REVUE DES LIVRES*

 

Peter Leuprecht, Reason, Justice and Dignity. A Journey to Some Unexplored Sources of Human Rights,

 

Martinus Nijhoff Publishers, Leiden, Boston, 2012, 109 p. ISBN 978-90-04-22043-0.

 

Ancien directeur des droits de l’homme au sein du Conseil de l’Europe, ancien doyen de la Faculté de droit de l’Université McGill, ancien directeur de l’Institut d’études internationales de Montréal au Canada, Peter Leuprecht est professeur de droit international public, un grand spécialiste de droit européen des droits de l’homme, un homme de terrain (il était en mission avec l’ONU au Cambodge), et un « agitateur » qui n’hésite pas à traiter des sujets sensibles et à poser des questions délicates1.

 

J’ai eu l’occasion de connaître Pr.
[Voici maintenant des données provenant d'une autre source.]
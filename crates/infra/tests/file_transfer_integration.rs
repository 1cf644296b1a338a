//! Binary and XML uploads and downloads through the client
//!
//! **Coverage:**
//! - Signed mandate PDF upload with content type and raw body
//! - PDF download honours `Content-Disposition` and saves into a directory
//! - Server-supplied file names never leave the target directory
//! - UBL upload headers and pain.008 import
//! - Missing local files surface as I/O errors before any request

#![allow(dead_code)]

#[path = "support.rs"]
mod support;

use std::io::Write;

use serde_json::json;
use tempfile::{Builder, TempDir};
use twikey_domain::{PdfUploadRequest, TwikeyError, UblUploadRequest};
use twikey_infra::save_pdf;
use wiremock::matchers::{body_bytes, header, method, path, query_param};
use wiremock::{Mock, MockServer, ResponseTemplate};

const PDF_BYTES: &[u8] = b"%PDF-1.4\n%fake mandate\n";

fn temp_file(suffix: &str, content: &[u8]) -> tempfile::NamedTempFile {
    let mut file = Builder::new().suffix(suffix).tempfile().unwrap();
    file.write_all(content).unwrap();
    file.flush().unwrap();
    file
}

#[tokio::test]
async fn mandate_pdf_upload_sends_raw_pdf() {
    let server = MockServer::start().await;
    support::mount_auth(&server, "tok", Some(1)).await;
    Mock::given(method("POST"))
        .and(path("/creditor/mandate/pdf"))
        .and(query_param("mndtId", "MNDT-1"))
        .and(query_param("bankSignature", "false"))
        .and(header("Content-Type", "application/pdf"))
        .and(header("Authorization", "tok"))
        .and(body_bytes(PDF_BYTES))
        .respond_with(ResponseTemplate::new(200))
        .expect(1)
        .mount(&server)
        .await;

    let pdf = temp_file(".pdf", PDF_BYTES);
    let request = PdfUploadRequest {
        mandate_number: "MNDT-1".into(),
        pdf_path: pdf.path().to_path_buf(),
        bank_signature: false,
    };

    support::client(&server).document().upload_pdf(&request).await.unwrap();
}

#[tokio::test]
async fn missing_pdf_fails_before_any_request() {
    let server = MockServer::start().await;
    let dir = TempDir::new().unwrap();
    let request = PdfUploadRequest {
        mandate_number: "MNDT-1".into(),
        pdf_path: dir.path().join("absent.pdf"),
        bank_signature: true,
    };

    let err = support::client(&server).document().upload_pdf(&request).await.unwrap_err();

    assert!(matches!(err, TwikeyError::Io(_)));
    assert!(server.received_requests().await.unwrap().is_empty());
}

#[tokio::test]
async fn retrieved_pdf_is_saved_under_server_filename() {
    let server = MockServer::start().await;
    support::mount_auth(&server, "tok", None).await;
    Mock::given(method("GET"))
        .and(path("/creditor/mandate/pdf"))
        .and(query_param("mndtId", "MNDT-7"))
        .respond_with(
            ResponseTemplate::new(200)
                .insert_header("Content-Disposition", "attachment; filename=\"MNDT-7.pdf\"")
                .set_body_raw(PDF_BYTES, "application/pdf"),
        )
        .mount(&server)
        .await;

    let document = support::client(&server).document().retrieve_pdf("MNDT-7").await.unwrap();
    assert_eq!(document.filename, "MNDT-7.pdf");
    assert_eq!(document.content_type, "application/pdf");

    let dir = TempDir::new().unwrap();
    let saved = save_pdf(&document, dir.path()).await.unwrap();
    assert_eq!(saved, dir.path().join("MNDT-7.pdf"));
    assert_eq!(std::fs::read(saved).unwrap(), PDF_BYTES);
}

#[tokio::test]
async fn server_filename_cannot_escape_target_directory() {
    let server = MockServer::start().await;
    support::mount_auth(&server, "tok", None).await;
    Mock::given(method("GET"))
        .and(path("/creditor/mandate/pdf"))
        .respond_with(
            ResponseTemplate::new(200)
                .insert_header(
                    "Content-Disposition",
                    "attachment; filename=\"../../escape.pdf\"; size=24",
                )
                .set_body_raw(PDF_BYTES, "application/pdf"),
        )
        .mount(&server)
        .await;

    let document = support::client(&server).document().retrieve_pdf("MNDT-9").await.unwrap();
    assert_eq!(document.filename, "escape.pdf");

    let root = TempDir::new().unwrap();
    let target = root.path().join("a").join("b");
    std::fs::create_dir_all(&target).unwrap();
    let saved = save_pdf(&document, &target).await.unwrap();

    assert_eq!(saved, target.join("escape.pdf"));
    assert!(!root.path().join("escape.pdf").exists());
}

#[tokio::test]
async fn retrieved_pdf_without_disposition_uses_default_name() {
    let server = MockServer::start().await;
    support::mount_auth(&server, "tok", None).await;
    Mock::given(method("GET"))
        .and(path("/creditor/mandate/pdf"))
        .respond_with(ResponseTemplate::new(200).set_body_raw(PDF_BYTES, "application/pdf"))
        .mount(&server)
        .await;

    let document = support::client(&server).document().retrieve_pdf("MNDT-8").await.unwrap();
    assert_eq!(document.filename, "mandate.pdf");
}

#[tokio::test]
async fn ubl_upload_sends_xml_with_flags() {
    let server = MockServer::start().await;
    support::mount_auth(&server, "tok", None).await;
    let xml = b"<Invoice xmlns=\"urn:oasis:names:tc:ubl:schema:xsd:Invoice-2\"/>";
    Mock::given(method("POST"))
        .and(path("/creditor/invoice/ubl"))
        .and(header("Content-Type", "text/xml"))
        .and(header("X-MANUAL", "true"))
        .and(header("X-INVOICE-ID", "inv-42"))
        .and(body_bytes(xml.as_slice()))
        .respond_with(ResponseTemplate::new(200).set_body_json(json!({
            "id": "inv-42", "number": "UBL-1", "state": "BOOKED"
        })))
        .expect(1)
        .mount(&server)
        .await;

    let file = temp_file(".xml", xml);
    let request = UblUploadRequest {
        xml_path: file.path().to_path_buf(),
        manual: true,
        invoice_id: Some("inv-42".into()),
    };

    let invoice = support::client(&server).invoice().upload_ubl(&request).await.unwrap();
    assert_eq!(invoice.number.as_deref(), Some("UBL-1"));
}

#[tokio::test]
async fn pain008_import_posts_xml_for_template() {
    let server = MockServer::start().await;
    support::mount_auth(&server, "tok", None).await;
    let xml = b"<Document><CstmrDrctDbtInitn/></Document>";
    Mock::given(method("POST"))
        .and(path("/creditor/collect/import"))
        .and(query_param("ct", "1"))
        .and(header("Content-Type", "text/xml"))
        .and(body_bytes(xml.as_slice()))
        .respond_with(ResponseTemplate::new(200).set_body_json(json!({"imported": 3})))
        .mount(&server)
        .await;

    let file = temp_file(".xml", xml);
    let result =
        support::client(&server).transaction().batch_import("1", file.path()).await.unwrap();
    assert_eq!(result["imported"], 3);
}

#[tokio::test]
async fn reporting_import_posts_statement_bytes() {
    let server = MockServer::start().await;
    support::mount_auth(&server, "tok", None).await;
    let coda = b"0000001012400005        00000000  TWIKEY";
    Mock::given(method("POST"))
        .and(path("/creditor/reporting"))
        .and(body_bytes(coda.as_slice()))
        .respond_with(ResponseTemplate::new(200))
        .expect(1)
        .mount(&server)
        .await;

    support::client(&server).transaction().reporting_import(coda.to_vec()).await.unwrap();
}
//! Time abstraction for token expiry checks
//!
//! Session code reads time through [`Clock`] so expiry behaviour can be
//! tested deterministically with [`MockClock`].
//!
//! # Examples
//!
//! ```
//! use std::time::Duration;
//!
//! use twikey_core::time::{Clock, MockClock};
//!
//! let mock = MockClock::new();
//! let start = mock.now();
//! mock.advance(Duration::from_secs(5));
//! assert_eq!(mock.now().duration_since(start), Duration::from_secs(5));
//! ```

use std::sync::{Arc, Mutex, PoisonError};
use std::time::{Duration, Instant};

/// Source of monotonic time.
pub trait Clock: Send + Sync {
    /// Current monotonic instant.
    fn now(&self) -> Instant;
}

/// Real system clock. Use this in production code.
#[derive(Debug, Clone, Copy, Default)]
pub struct SystemClock;

impl Clock for SystemClock {
    fn now(&self) -> Instant {
        Instant::now()
    }
}

/// Manually advanced clock for tests.
///
/// Clones share the same elapsed time, so a test can keep one handle while
/// the session under test owns another.
#[derive(Debug, Clone)]
pub struct MockClock {
    start: Instant,
    elapsed: Arc<Mutex<Duration>>,
}

impl MockClock {
    pub fn new() -> Self {
        Self { start: Instant::now(), elapsed: Arc::new(Mutex::new(Duration::ZERO)) }
    }

    /// Simulate `duration` passing without waiting.
    pub fn advance(&self, duration: Duration) {
        let mut elapsed = self.elapsed.lock().unwrap_or_else(PoisonError::into_inner);
        *elapsed += duration;
    }

    #[must_use]
    pub fn elapsed(&self) -> Duration {
        *self.elapsed.lock().unwrap_or_else(PoisonError::into_inner)
    }
}

impl Default for MockClock {
    fn default() -> Self {
        Self::new()
    }
}

impl Clock for MockClock {
    fn now(&self) -> Instant {
        self.start + self.elapsed()
    }
}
Leuprecht en tant que membre du jury de soutenance de ma thèse en 1987. Nous nous sommes rencontrés à plusieurs reprises au Conseil de l’Europe, dans les années 90, lors de mon stage en tant que professeur stagiaire. Il m’a invité en décembre 2007 à l’Institut d’études internationales de Montréal pour donner quelques conférences. Ces longues années d’amitié, de rencontres et de collaborations m’ont permis de mesurer le réel engagement du Pr. Leuprecht dans le domaine des droits de l’homme, ses contributions significatives, sa quête de savoir, d’apprendre et connaître les différents visages des droits de l’homme au sein des différentes cultures et civilisations.

 

Ainsi, son dernier livre reflète cette quête en essayant, avec intelligence et l’expérience d’un érudit, de trouver des points communs entre ces cultures et civilisations concernant le respect des droits de l’homme.

 

Pr. Leuprecht explique dans l’introduction les deux raisons qui l’ont amené à rédiger ce livre. On trouve parmi elle : sa longue expérience et son engagement dans le domaine des droits de l’homme et la promotion de leur universalité, et sa profonde conviction de la nécessité d’un dialogue interculturel qui ne doit pas ignorer la question des droits de l’homme.

 

Un point attire notre attention dans cette introduction, même s’il y a plusieurs points qui méritent d’être soulignés, c’est la question de l’universalité des droits de l’homme. L’auteur rappelle sa position vis-à-vis de cette universalité. Il croit en elle mais il croit aussi que les tous les chemins mènent à cette universalité et la variété des cultures et des civilisations pourraient et devraient contribuer à « l'idéal commun» mentionné dans le préambule de la Déclaration universelle des droits de l’homme de 1948 (pp. 3-4).

 

L’approche de l’auteur dans ce livre n’est pas « confrontationnelle », mais basée sur le dialogue et l’humanisme.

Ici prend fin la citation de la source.